Exercise goal =>
Below are records; reply with nothing but the number of lines in them that contain "UninitializedRead".

(Beginning of Stored data)

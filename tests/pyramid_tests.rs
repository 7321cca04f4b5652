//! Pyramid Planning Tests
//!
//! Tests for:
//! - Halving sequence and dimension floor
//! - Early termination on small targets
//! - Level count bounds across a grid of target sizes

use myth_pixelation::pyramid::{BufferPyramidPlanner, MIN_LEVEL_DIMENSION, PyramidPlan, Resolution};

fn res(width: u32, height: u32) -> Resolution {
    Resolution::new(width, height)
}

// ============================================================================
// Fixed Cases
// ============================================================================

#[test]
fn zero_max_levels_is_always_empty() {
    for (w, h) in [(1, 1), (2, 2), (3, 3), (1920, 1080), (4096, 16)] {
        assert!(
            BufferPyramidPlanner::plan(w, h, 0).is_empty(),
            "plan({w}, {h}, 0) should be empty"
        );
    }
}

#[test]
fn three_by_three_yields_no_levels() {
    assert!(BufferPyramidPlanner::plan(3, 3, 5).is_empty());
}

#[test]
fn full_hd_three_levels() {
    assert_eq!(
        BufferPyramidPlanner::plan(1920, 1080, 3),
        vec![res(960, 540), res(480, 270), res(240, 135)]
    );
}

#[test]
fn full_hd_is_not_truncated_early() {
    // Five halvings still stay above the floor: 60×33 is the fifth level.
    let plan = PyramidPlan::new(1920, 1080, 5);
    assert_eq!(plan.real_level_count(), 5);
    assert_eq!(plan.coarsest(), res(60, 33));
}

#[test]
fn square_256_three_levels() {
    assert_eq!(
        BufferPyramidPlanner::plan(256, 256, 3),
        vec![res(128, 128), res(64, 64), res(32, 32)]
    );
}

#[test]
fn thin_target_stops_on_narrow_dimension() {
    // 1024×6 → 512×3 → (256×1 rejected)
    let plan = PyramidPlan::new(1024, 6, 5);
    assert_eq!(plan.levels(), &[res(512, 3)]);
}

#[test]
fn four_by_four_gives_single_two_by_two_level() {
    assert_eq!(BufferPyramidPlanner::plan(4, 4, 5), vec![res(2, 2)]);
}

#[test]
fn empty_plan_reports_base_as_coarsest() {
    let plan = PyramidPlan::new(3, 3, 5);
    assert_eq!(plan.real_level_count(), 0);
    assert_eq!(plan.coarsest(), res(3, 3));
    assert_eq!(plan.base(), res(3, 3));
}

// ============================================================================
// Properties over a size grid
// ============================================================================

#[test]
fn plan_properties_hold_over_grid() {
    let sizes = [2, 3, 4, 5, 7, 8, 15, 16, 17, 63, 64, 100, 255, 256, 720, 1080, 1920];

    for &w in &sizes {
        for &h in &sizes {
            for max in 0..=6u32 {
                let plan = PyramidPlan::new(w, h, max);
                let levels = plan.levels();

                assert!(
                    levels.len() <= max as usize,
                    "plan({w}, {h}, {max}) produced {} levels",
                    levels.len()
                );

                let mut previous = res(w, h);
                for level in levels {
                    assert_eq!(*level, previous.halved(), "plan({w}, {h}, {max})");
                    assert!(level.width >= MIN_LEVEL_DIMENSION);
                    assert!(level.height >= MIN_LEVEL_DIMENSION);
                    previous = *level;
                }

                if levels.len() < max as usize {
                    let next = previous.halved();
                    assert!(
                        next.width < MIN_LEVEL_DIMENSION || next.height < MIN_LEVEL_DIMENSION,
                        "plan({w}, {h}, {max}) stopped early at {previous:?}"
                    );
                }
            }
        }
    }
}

(End of Stored data)
(Beginning of Stored data)

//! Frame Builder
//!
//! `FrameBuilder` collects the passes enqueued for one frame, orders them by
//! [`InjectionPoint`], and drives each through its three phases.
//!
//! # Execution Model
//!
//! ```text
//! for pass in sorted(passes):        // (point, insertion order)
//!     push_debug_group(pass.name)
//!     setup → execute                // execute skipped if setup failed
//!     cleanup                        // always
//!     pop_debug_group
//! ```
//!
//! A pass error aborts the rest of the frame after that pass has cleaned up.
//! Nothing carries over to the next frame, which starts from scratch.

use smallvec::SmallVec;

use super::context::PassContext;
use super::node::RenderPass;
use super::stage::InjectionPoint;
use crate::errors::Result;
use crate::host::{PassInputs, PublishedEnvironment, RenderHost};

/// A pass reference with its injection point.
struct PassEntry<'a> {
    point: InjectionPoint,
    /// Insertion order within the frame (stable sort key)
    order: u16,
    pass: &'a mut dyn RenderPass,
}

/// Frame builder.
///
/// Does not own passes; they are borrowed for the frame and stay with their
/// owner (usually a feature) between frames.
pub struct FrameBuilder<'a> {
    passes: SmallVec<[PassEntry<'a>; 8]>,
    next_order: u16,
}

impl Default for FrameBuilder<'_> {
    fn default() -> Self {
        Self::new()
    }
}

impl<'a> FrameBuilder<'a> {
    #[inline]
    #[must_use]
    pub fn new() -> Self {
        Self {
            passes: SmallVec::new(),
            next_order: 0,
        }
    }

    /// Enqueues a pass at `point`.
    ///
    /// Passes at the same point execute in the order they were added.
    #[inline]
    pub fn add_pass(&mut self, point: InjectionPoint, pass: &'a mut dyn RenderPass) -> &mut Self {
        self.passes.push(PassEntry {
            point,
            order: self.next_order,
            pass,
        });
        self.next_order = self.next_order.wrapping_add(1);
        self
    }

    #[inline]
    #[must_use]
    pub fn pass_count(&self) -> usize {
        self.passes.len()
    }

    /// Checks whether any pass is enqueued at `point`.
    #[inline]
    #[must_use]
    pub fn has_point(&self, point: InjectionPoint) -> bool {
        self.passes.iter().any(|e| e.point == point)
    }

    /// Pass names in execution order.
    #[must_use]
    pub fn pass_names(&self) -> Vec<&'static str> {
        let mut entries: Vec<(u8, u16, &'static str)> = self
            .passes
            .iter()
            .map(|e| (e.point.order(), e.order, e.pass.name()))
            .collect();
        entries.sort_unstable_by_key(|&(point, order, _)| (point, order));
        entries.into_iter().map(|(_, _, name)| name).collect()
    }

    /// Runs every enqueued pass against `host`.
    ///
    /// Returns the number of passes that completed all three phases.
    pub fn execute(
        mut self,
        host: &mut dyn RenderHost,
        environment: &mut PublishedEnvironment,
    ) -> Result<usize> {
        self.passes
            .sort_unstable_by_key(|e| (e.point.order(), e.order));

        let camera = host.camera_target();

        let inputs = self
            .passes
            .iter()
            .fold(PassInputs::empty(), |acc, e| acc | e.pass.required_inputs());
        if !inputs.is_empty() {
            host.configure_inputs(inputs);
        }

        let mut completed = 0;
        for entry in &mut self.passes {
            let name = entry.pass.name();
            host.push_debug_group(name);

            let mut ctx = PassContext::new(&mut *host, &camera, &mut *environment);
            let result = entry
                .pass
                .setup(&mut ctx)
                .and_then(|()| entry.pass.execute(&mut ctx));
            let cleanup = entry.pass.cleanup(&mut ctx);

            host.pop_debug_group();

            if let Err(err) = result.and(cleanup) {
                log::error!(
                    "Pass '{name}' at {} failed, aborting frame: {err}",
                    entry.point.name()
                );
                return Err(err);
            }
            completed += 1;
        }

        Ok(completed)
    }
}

(End of Stored data)
(Beginning of Stored data)

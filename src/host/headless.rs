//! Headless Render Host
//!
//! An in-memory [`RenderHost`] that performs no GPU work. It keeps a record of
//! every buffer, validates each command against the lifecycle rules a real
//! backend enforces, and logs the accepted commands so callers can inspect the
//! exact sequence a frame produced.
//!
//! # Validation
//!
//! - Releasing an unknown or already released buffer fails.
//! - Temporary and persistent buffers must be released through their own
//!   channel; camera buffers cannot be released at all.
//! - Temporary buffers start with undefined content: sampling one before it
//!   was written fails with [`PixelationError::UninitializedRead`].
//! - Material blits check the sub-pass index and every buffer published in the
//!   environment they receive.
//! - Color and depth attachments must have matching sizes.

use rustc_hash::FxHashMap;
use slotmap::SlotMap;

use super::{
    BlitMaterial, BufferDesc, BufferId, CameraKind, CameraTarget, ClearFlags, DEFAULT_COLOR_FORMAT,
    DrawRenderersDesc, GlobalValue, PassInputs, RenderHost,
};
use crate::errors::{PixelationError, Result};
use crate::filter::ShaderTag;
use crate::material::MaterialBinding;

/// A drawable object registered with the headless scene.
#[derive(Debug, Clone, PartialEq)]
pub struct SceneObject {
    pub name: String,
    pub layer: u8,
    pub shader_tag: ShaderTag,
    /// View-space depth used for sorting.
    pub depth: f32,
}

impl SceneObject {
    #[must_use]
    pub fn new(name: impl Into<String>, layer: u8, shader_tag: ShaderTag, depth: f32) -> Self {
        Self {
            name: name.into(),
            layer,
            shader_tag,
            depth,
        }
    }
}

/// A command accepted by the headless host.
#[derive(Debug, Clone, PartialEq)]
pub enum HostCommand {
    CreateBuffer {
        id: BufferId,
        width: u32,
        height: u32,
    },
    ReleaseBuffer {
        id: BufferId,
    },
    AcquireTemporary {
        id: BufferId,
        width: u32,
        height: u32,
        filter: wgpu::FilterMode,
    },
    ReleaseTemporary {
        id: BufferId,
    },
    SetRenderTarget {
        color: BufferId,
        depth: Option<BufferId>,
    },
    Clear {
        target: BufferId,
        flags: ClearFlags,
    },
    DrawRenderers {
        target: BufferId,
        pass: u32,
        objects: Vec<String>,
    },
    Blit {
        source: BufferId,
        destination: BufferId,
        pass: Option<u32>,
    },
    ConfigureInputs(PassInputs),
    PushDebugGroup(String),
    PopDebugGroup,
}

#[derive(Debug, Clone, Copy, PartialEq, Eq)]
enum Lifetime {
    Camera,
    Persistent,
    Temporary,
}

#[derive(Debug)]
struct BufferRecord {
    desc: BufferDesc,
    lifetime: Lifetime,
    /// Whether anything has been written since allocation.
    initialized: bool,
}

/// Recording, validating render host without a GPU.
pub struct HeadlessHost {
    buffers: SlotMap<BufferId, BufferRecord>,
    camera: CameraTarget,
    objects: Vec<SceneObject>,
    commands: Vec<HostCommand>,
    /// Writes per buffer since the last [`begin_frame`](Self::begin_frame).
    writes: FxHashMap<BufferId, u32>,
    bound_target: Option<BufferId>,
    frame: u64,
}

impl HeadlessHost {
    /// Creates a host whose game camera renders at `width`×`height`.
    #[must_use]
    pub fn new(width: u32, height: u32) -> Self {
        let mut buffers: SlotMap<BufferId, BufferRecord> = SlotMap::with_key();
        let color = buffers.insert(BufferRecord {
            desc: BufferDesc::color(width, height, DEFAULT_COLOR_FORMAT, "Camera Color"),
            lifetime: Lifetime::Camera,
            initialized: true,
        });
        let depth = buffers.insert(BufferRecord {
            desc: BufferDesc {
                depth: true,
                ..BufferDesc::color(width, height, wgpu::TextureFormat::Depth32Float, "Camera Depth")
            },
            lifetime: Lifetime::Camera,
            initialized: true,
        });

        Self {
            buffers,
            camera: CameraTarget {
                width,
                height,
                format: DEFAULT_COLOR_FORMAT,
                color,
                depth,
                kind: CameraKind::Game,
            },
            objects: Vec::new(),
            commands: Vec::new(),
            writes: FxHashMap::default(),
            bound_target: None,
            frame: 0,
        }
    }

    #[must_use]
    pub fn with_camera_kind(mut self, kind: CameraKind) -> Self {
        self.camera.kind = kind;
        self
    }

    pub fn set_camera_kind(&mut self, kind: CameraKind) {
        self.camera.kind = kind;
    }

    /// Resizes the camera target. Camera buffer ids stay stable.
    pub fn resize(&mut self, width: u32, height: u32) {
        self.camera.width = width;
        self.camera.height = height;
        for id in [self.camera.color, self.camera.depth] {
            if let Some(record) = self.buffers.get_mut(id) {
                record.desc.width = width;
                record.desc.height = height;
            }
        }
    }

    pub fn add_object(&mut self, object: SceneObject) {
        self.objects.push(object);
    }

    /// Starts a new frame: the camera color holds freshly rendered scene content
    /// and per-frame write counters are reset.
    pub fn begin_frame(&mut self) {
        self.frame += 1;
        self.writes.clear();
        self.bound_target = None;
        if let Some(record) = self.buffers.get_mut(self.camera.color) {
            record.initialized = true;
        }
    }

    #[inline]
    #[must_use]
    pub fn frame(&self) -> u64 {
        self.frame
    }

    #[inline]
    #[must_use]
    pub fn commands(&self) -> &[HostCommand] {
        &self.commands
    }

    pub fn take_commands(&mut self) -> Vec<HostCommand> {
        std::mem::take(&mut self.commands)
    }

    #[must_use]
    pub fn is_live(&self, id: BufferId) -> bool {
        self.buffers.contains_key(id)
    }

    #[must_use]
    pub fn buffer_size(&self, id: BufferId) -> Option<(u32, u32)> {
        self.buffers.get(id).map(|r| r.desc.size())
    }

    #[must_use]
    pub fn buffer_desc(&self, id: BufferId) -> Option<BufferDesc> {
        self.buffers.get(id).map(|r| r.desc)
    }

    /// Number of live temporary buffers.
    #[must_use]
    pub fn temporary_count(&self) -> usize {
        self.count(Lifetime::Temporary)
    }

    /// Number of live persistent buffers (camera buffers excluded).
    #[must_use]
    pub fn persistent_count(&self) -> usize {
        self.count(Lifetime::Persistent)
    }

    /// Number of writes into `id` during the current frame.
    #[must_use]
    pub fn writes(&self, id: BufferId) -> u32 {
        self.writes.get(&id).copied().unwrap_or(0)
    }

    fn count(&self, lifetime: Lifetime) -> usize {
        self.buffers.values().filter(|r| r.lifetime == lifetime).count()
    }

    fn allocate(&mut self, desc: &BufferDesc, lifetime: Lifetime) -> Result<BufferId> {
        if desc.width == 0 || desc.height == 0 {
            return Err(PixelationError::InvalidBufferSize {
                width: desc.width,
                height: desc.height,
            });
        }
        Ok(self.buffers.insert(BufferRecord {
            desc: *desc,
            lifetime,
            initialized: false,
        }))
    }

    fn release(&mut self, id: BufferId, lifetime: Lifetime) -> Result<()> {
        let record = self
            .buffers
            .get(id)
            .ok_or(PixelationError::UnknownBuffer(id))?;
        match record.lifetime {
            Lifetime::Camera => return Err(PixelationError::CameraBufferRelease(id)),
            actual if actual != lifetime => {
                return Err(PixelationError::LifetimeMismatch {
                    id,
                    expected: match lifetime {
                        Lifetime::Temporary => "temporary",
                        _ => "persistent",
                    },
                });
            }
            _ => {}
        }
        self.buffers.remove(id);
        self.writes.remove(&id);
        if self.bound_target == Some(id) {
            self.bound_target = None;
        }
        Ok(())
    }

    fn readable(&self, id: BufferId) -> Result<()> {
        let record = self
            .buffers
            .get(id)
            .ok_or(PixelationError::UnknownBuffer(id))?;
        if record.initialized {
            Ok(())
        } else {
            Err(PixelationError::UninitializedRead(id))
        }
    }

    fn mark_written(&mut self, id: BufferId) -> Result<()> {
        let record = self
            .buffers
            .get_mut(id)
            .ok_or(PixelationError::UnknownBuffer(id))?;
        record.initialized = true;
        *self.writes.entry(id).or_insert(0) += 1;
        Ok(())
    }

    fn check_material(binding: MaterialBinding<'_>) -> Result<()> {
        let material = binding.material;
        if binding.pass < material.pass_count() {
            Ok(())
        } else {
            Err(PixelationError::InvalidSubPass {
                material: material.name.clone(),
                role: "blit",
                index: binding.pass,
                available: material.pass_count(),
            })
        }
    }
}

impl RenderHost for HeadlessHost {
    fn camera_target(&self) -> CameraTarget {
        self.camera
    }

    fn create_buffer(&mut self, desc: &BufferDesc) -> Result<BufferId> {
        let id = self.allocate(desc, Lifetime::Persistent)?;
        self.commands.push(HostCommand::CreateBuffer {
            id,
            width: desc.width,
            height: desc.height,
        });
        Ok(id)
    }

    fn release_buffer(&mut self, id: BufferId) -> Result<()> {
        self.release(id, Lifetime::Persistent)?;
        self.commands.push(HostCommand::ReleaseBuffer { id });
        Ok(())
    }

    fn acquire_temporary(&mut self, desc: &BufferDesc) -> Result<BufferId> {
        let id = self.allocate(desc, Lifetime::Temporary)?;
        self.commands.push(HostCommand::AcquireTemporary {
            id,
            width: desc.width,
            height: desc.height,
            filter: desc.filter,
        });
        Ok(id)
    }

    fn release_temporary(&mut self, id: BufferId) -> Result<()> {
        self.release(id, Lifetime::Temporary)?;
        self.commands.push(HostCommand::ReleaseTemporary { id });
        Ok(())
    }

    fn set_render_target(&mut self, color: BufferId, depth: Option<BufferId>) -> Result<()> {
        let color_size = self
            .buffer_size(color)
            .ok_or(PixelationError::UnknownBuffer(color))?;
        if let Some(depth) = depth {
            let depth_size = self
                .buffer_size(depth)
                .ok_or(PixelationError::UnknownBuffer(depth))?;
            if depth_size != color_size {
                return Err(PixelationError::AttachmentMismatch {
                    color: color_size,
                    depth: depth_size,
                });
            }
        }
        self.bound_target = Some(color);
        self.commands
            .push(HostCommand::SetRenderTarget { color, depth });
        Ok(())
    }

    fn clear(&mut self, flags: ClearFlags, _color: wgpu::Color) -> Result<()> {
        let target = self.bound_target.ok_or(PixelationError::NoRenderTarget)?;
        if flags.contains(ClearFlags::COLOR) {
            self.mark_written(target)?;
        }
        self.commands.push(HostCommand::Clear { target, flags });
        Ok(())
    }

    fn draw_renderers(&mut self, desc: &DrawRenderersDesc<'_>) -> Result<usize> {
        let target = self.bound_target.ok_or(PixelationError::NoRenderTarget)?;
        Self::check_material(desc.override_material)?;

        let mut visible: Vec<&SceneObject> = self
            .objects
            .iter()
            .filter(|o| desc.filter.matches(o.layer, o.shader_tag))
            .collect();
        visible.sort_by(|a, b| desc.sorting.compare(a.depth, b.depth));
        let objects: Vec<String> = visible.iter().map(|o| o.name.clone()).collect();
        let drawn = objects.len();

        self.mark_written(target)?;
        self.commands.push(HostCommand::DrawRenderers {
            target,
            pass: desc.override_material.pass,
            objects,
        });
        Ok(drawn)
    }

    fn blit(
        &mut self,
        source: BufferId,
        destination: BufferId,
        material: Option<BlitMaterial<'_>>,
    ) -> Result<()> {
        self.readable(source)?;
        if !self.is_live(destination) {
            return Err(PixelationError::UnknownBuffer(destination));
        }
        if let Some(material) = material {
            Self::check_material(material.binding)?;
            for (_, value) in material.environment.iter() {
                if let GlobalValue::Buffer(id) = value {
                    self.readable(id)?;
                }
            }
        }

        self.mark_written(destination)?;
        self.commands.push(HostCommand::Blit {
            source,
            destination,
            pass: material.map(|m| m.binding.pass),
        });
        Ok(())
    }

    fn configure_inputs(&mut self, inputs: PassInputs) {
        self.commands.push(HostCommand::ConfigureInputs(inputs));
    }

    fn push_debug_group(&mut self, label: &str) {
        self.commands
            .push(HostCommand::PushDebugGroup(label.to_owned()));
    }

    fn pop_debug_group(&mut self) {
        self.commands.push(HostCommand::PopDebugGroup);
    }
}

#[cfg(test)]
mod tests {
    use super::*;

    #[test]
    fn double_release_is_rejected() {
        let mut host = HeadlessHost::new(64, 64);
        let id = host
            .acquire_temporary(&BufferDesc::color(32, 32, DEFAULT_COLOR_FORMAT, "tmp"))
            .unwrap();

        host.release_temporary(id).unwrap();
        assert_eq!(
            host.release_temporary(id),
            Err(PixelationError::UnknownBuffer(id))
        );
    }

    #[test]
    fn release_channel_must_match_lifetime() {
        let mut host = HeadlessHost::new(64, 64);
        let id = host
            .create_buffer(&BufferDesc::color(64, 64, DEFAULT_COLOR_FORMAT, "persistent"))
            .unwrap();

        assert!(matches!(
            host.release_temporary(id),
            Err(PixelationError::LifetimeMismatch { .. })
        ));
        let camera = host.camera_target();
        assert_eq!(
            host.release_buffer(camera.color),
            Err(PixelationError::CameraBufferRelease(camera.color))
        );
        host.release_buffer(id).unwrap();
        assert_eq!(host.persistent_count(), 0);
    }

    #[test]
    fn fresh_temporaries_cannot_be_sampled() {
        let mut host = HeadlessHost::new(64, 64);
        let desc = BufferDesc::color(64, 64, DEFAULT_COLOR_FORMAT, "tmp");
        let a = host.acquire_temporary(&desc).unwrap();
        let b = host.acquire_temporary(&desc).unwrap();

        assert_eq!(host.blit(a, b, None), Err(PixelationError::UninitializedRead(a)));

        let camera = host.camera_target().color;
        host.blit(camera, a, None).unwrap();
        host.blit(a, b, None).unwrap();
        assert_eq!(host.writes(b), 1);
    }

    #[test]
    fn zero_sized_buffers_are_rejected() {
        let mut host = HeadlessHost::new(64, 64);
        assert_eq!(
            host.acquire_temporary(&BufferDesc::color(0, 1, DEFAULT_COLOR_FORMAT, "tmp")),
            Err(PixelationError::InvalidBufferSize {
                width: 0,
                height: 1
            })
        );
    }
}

(End of Stored data)

Problem solution =>
3